Collected data entries:
☆ ☆ ☆ ☆ ☆

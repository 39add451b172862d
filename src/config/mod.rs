//! Configuration management subsystem.
//!
//! # Data Flow
//! ```text
//! config file (TOML)
//!     → loader.rs (parse & deserialize)
//!     → validation.rs (semantic checks)
//!     → SidecarConfig (validated, immutable)
//!     → shared via Arc to all subsystems
//! ```
//!
//! # Design Decisions
//! - Config is immutable once loaded
//! - All fields have defaults to allow minimal configs
//! - Validation separates syntactic (serde) from semantic checks

pub mod loader;
pub mod schema;
pub mod validation;

pub use schema::SidecarConfig;
pub use schema::TimeoutConfig;
pub use schema::TokenCacheConfig;
pub use schema::RetryConfig;
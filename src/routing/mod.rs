//! Routing subsystem.
//!
//! # Data Flow
//! ```text
//! Incoming request (method, path, module hint)
//!     → lookup.rs (strategy chain: ingress → egress → dynamic → gateway)
//!     → table.rs (prefix-bucketed candidate walk)
//!     → matcher.rs (method, pattern, hint disambiguation)
//!     → Return: matched RoutingEntry or no match
//!
//! Table construction (bootstrap / discovery / entitlement events):
//!     ModuleDescriptor[]
//!     → bucket by literal prefix
//!     → freeze as immutable RouteTable
//!     → publish via one atomic swap
//! ```
//!
//! # Design Decisions
//! - Tables are immutable snapshots; readers take one reference per lookup
//! - No regex in the hot path (prefix buckets + small backtracking matcher)
//! - Deterministic: same input always resolves the same entry
//! - First match wins (declaration order within a bucket)

pub mod entry;
pub mod lookup;
pub mod matcher;
pub mod table;

pub use entry::RoutingEntry;
pub use lookup::{
    DynamicLookup, EgressLookup, GatewayLookup, IngressLookup, LookupChain, RoutingLookup,
};
pub use table::{RouteTable, RouteTables};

☆ ☆ ☆ ☆ ☆

▶ _PROBLEM STATEMENT_:
From the entries above, copy every line where the word "immutable" shows up.

▶ _TASK SOLUTION_:
//!     → SidecarConfig (validated, immutable)
//! - Config is immutable once loaded
//!     → freeze as immutable RouteTable
//! - Tables are immutable snapshots; readers take one reference per lookup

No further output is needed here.